BEGIN DATA RECORDS

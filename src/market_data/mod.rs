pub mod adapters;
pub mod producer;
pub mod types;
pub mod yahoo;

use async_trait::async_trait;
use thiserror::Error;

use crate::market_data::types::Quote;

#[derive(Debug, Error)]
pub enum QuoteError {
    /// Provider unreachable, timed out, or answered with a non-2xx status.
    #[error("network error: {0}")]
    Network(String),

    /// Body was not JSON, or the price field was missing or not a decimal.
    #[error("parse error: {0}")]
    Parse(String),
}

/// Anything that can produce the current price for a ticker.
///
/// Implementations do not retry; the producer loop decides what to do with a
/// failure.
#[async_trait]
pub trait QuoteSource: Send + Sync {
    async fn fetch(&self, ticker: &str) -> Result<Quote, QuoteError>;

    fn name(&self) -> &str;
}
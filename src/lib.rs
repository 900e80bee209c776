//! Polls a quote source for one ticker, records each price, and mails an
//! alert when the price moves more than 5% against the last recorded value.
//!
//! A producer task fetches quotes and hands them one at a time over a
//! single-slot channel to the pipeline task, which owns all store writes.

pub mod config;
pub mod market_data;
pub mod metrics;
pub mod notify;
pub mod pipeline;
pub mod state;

END DATA RECORDS

WORK TO BE COMPLETED ▸
Repeat only the lines from the one holding "pub mod types;" through the last line of the data.

SOLUTION ▸
pub mod types;
pub mod yahoo;

use async_trait::async_trait;
use thiserror::Error;

use crate::market_data::types::Quote;

#[derive(Debug, Error)]
pub enum QuoteError {
    /// Provider unreachable, timed out, or answered with a non-2xx status.
    #[error("network error: {0}")]
    Network(String),

    /// Body was not JSON, or the price field was missing or not a decimal.
    #[error("parse error: {0}")]
    Parse(String),
}

/// Anything that can produce the current price for a ticker.
///
/// Implementations do not retry; the producer loop decides what to do with a
/// failure.
#[async_trait]
pub trait QuoteSource: Send + Sync {
    async fn fetch(&self, ticker: &str) -> Result<Quote, QuoteError>;

    fn name(&self) -> &str;
}
filename src/lib.rs
repository 900e80bee209c776
//! Polls a quote source for one ticker, records each price, and mails an
//! alert when the price moves more than 5% against the last recorded value.
//!
//! A producer task fetches quotes and hands them one at a time over a
//! single-slot channel to the pipeline task, which owns all store writes.

pub mod config;
pub mod market_data;
pub mod metrics;
pub mod notify;
pub mod pipeline;
pub mod state;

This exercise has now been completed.